Answer:
The Cotton Gin.
Step-by-step explanation:
As early as the founding of the United States in 1776, there was a clear divide over the issue of slavery. The northern states gradually took steps to abolish slavery, with the New England states taking the earliest actions. By 1804 all northern states had abolished slavery, though some measures were more gradual instead of immediate.
Some mid-Atlantic states such as Delaware and Maryland, who would eventually join the Union, would not abolish slavery until ratifying the 13th Amendment following the Civil War.
In the southern states, the opposite was true. Following the formation of the new nation the institution of slavery became even more entrenched in this region.

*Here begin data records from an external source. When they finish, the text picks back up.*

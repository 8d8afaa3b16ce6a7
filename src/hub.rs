use crate::messages::ImuMessage;
use std::collections::HashMap;
use std::sync::Arc;
use tokio::sync::{broadcast, RwLock};

/// Buffered samples per subscriber before the oldest are dropped
const CHANNEL_CAPACITY: usize = 256;

/// Fan-out point between sampling tasks and output sinks
///
/// Samples are broadcast so every sink sees every sample and a slow sink
/// never blocks sampling. The hub also keeps per-sensor counters.
#[derive(Clone)]
pub struct SampleHub {
    tx: broadcast::Sender<ImuMessage>,
    sensor_stats: Arc<RwLock<HashMap<String, SensorStats>>>,
}

#[derive(Clone, Debug, Default)]
struct SensorStats {
    samples_published: u64,
    cycles_skipped: u64,
    consecutive_failures: u32,
    last_sample_time_ns: u64,
    last_error: Option<String>,
}

/// Snapshot of one sensor's counters
#[derive(Clone, Debug, PartialEq)]
pub struct SensorStatus {
    pub sensor_id: String,
    pub is_healthy: bool,
    pub samples_published: u64,
    pub cycles_skipped: u64,
    pub consecutive_failures: u32,
    pub last_sample_time_ns: u64,
    pub last_error: Option<String>,
}

impl SampleHub {
    pub fn new() -> Self {
        let (tx, _) = broadcast::channel(CHANNEL_CAPACITY);
        Self {
            tx,
            sensor_stats: Arc::new(RwLock::new(HashMap::new())),
        }
    }

    pub fn subscribe(&self) -> broadcast::Receiver<ImuMessage> {
        self.tx.subscribe()
    }

    /// Publish a sample to every subscribed sink
    pub async fn publish(&self, message: ImuMessage) {
        let sensor_id = message.h.sensor_id.clone();
        let t_utc_ns = message.h.t_utc_ns;

        // No active subscribers is fine
        let _ = self.tx.send(message);

        let mut stats = self.sensor_stats.write().await;
        let entry = stats.entry(sensor_id).or_default();
        entry.samples_published += 1;
        entry.consecutive_failures = 0;
        entry.last_sample_time_ns = t_utc_ns;
    }

    /// Record a skipped cycle, returning the current run of consecutive failures
    pub async fn record_failure(&self, sensor_id: &str, error: String) -> u32 {
        let mut stats = self.sensor_stats.write().await;
        let entry = stats.entry(sensor_id.to_string()).or_default();
        entry.cycles_skipped += 1;
        entry.consecutive_failures += 1;
        entry.last_error = Some(error);
        entry.consecutive_failures
    }

    pub async fn status(&self) -> Vec<SensorStatus> {
        let stats = self.sensor_stats.read().await;
        let mut statuses: Vec<SensorStatus> = stats
            .iter()
            .map(|(sensor_id, stats)| SensorStatus {
                sensor_id: sensor_id.clone(),
                is_healthy: stats.consecutive_failures == 0,
                samples_published: stats.samples_published,
                cycles_skipped: stats.cycles_skipped,
                consecutive_failures: stats.consecutive_failures,
                last_sample_time_ns: stats.last_sample_time_ns,
                last_error: stats.last_error.clone(),
            })
            .collect();
        statuses.sort_by(|a, b| a.sensor_id.cmp(&b.sensor_id));
        statuses
    }
}

impl Default for SampleHub {
    fn default() -> Self {
        Self::new()
    }
}

#[cfg(test)]
mod tests {
    use super::*;
    use crate::messages::Header;
    use crate::sensors::PhysicalSample;

    fn message(seq: u64) -> ImuMessage {
        ImuMessage::new(
            Header::new("hub".to_string(), "imu0".to_string(), seq, 0),
            &PhysicalSample::default(),
        )
    }

    #[tokio::test]
    async fn test_publish_reaches_every_subscriber() {
        let hub = SampleHub::new();
        let mut a = hub.subscribe();
        let mut b = hub.subscribe();

        hub.publish(message(1)).await;

        assert_eq!(a.recv().await.unwrap().h.seq, 1);
        assert_eq!(b.recv().await.unwrap().h.seq, 1);
    }

    #[tokio::test]
    async fn test_publish_without_subscribers() {
        let hub = SampleHub::new();
        hub.publish(message(1)).await;

        let status = hub.status().await;
        assert_eq!(status[0].samples_published, 1);
    }

    #[tokio::test]
    async fn test_failure_counters_reset_on_success() {
        let hub = SampleHub::new();
        assert_eq!(hub.record_failure("imu0", "nack".to_string()).await, 1);
        assert_eq!(hub.record_failure("imu0", "nack".to_string()).await, 2);

        let status = hub.status().await;
        assert!(!status[0].is_healthy);
        assert_eq!(status[0].last_error.as_deref(), Some("nack"));

        hub.publish(message(1)).await;
        let status = hub.status().await;
        assert!(status[0].is_healthy);
        assert_eq!(status[0].cycles_skipped, 2);
        assert_eq!(status[0].consecutive_failures, 0);
    }
}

The cotton gin played a major role in this, making cotton an extremely profitable crop that could be exported to the northern states as well as foreign European markets. The profitability of cotton would lead to the nickname “King Cotton” and it was known as “white gold”.
Eventually the issue of slavery would be a major factor that ultimately led to the Civil War. The role of the cotton gin and its resulting impacts led to marked changes in the southern economy, political realm and the institution of slavery.
The states’ belief in “King Cotton” was such that they did not believe they needed the Union for survival. It would ultimately prove to be their downfall.
While Eli Whitney designed the cotton gin as a machine to help save labor for harvesting cotton, ironically it may have upheld the institution of slavery, expanded it, and allowed it to become an even more dominant feature of the southern economy.
The cotton gin increased cotton’s productivity, which turned it into an extremely profitable crop. Coupled with the large demand from northern and British textile mills, cotton quickly became the featured crop of the south.